Nos iguala la edad y el pagador de nuestra nómina que es el Estado. Ya no es el dueño del taller quien lo hace, ni la empresa de automóviles de ocasión, ni el constructor fulanico sociedad limitada, ni la familia propietaria del comercio, ni el consejo del banco, ni el dueño de la agencia. El Estado de la nación, esa especie de dios terrenal por encima de este o aquel gobierno, moldeable en parte por la voluntad o el desinterés de unos y otros, pero permanente y duradero, el estado es quien sostiene este enorme e increíble club de los siete millones.
Ocupamos con mayores o menores venturas los últimos renglones de nuestra existencia. Los avances conquistados gracias a la ciencia, de una parte, y a la consideración respetuosa de estas edades nuestras dibujan esta etapa con mejores tintes que los que tuvieron nuestros padres, más longevos nosotros, con mayores recursos y ayudas y asistencias también.
Somos los álamos temblones del invierno en los jardines, como dice Emmanuelle Riva, árboles con enorme capacidad para aguantar los vientos de poniente que sacuden este invierno último que habitamos. Aguantaremos con la misma dignidad con la que transitamos una larga vida laboral hasta aquí.
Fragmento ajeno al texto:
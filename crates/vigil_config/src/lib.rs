//! # vigil_config
//!
//! Parsing of the per-workspace `vigil.yml` file.
//!
//! The file selects remote rule sets and optionally lists rules to ignore,
//! either everywhere or below a set of path prefixes:
//!
//! ```yaml
//! rulesets:
//!   - python-security
//!   - python-best-practices
//! ignore:
//!   - python-security:
//!       - no-eval
//!       - hardcoded-secret:
//!           - prefix: tests/
//! ```
//!
//! Parsing never fails from the caller's point of view: [`WorkspaceConfig::load`]
//! returns `None` (the empty configuration) for a missing, unreadable or
//! malformed file.

mod config;
mod error;
mod ignore;

pub use config::{CONFIG_FILE, WorkspaceConfig, is_valid_rule_set_name};
pub use error::ConfigError;
pub use ignore::{RuleIgnore, RuleSetIgnore};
Somos a estas alturas de la vida más hijos de nuestro tiempo que nunca.
Pero, ¡ay!, los de siempre, que ahora parecen ser más y más desvergonzados, amenazan con romper lo que somos y conquistamos. Insultan a los nuestros, cuando pasean por la mañana o se prueban ante el espejo el pantalón, cuando toman café en la terraza, se apean del autobús turístico al llegar a la plaza de la catedral o hacen cola ante el cajero automático o compran el pan en el mercado, pues no tienen, no tenemos derecho, dicen, a ser los árboles temblones ni a mantener viva la memoria de nuestro trabajo de años, único y verdadero argumento de nuestra jubilación considerada.
Venderemos cara esta piel heredada de acontecimientos históricos de mayor o menor calado desde finales del siglo XIX hasta nuestros días. Nuestro derecho a los paseos de la mañana y a visitar un museo un lunes por la tarde no es de ninguna manera un agravio comparativo respecto de las condiciones laborales, precarias muchas veces, de quienes inician ahora su vida profesional, ni tampoco las limitaciones que les atañen para tener una vivienda pueden serlo respecto de nosotros que la conseguimos en base al trabajo y el endeudamiento. Se equivocan esos jóvenes airados que insultan a quienes creen ociosos por sus caminatas o privilegiados por sus viajes. Nuestro mérito es el trabajo sostenido durante muchos años. Que luchen por ello. Que aspiren a defendernos para poder llegar al mismo lugar que ocupamos nosotros ellos también.